If horizon three represents the future of longevity, how do we anticipate getting there? It will likely involve a great deal of change to many aspects of our world. It’s important we don’t reject what’s going on now – the three stage life is still going to be with us for a long time, even as it becomes less and less fit for purpose. The journey to horizon three will almost certainly be messy and it’s therefore important that we maintain a balanced perspective and don’t start to label horizon one as ‘bad’ and horizon three as the answer to all our problems. As the International Future Forum (IFF) emphasises, “we need both to ‘keep the lights on’ today, and to find a way of keeping them on in the future in very different circumstances.” We are going to need to change a lot of things about the world and the way we live and work to get to the third horizon. Let’s think just briefly about four major areas – education, financial services, family structures and the workplace:

  • The education system – universities and higher education establishments will need to rethink who studies, how and when they do it, along with appropriate funding models.
  • Financial services – products, services and models of acquiring credit are firmly locked into horizon one models currently; true system change could be very difficult to achieve here.

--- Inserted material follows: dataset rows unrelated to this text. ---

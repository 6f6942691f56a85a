//! Application state shared across handlers.

use std::sync::Arc;

use crate::config::{ApiConfig, OrderPolicy};
use crate::media::MediaStore;
use crate::services::auth::TokenService;
use crate::services::{AuthService, CatalogService, OrderService};
use crate::store::Store;

/// Application state shared across all handlers.
///
/// Cheaply cloneable via `Arc`. The store and media collaborators are held
/// behind trait objects so tests and local development can swap backends.
#[derive(Clone)]
pub struct AppState {
    inner: Arc<AppStateInner>,
}

struct AppStateInner {
    store: Arc<dyn Store>,
    media: Arc<dyn MediaStore>,
    tokens: Arc<TokenService>,
    order_policy: OrderPolicy,
}

impl AppState {
    /// Create application state from collaborators and configuration.
    #[must_use]
    pub fn new(
        config: &ApiConfig,
        store: Arc<dyn Store>,
        media: Arc<dyn MediaStore>,
    ) -> Self {
        let tokens = Arc::new(TokenService::new(
            &config.token_secret,
            config.token_ttl_hours,
        ));

        Self {
            inner: Arc::new(AppStateInner {
                store,
                media,
                tokens,
                order_policy: config.order_policy,
            }),
        }
    }

    /// Get a reference to the document store.
    #[must_use]
    pub fn store(&self) -> &Arc<dyn Store> {
        &self.inner.store
    }

    /// Get a reference to the token service.
    #[must_use]
    pub fn tokens(&self) -> &Arc<TokenService> {
        &self.inner.tokens
    }

    /// Build a catalog service over the shared collaborators.
    #[must_use]
    pub fn catalog(&self) -> CatalogService {
        CatalogService::new(self.inner.store.clone(), self.inner.media.clone())
    }

    /// Build an order service over the shared collaborators.
    #[must_use]
    pub fn orders(&self) -> OrderService {
        OrderService::new(self.inner.store.clone(), self.inner.order_policy)
    }

    /// Build an auth service over the shared collaborators.
    #[must_use]
    pub fn auth(&self) -> AuthService {
        AuthService::new(self.inner.store.clone(), self.inner.tokens.clone())
    }
}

  • Family structures – living for longer means the dynamics of our relationships will change. There is more possibility for two people in a relationship to ‘take turns’ in focusing on their careers or family; raising children will be a relatively smaller proportion of an adult’s life.
  • The workplace – governments will have to facilitate re-training, re-skilling and motivating a workforce that must adjust how it thinks about work over the course of a much longer life. Whole new careers are possible at the age of 60 or 70. Companies, too, will need to consider the needs of employees in their extended middle age, as well as the implications of this for the rest of the workforce. Organisations will need to encourage millennials up the career ladder while simultaneously supporting older workers.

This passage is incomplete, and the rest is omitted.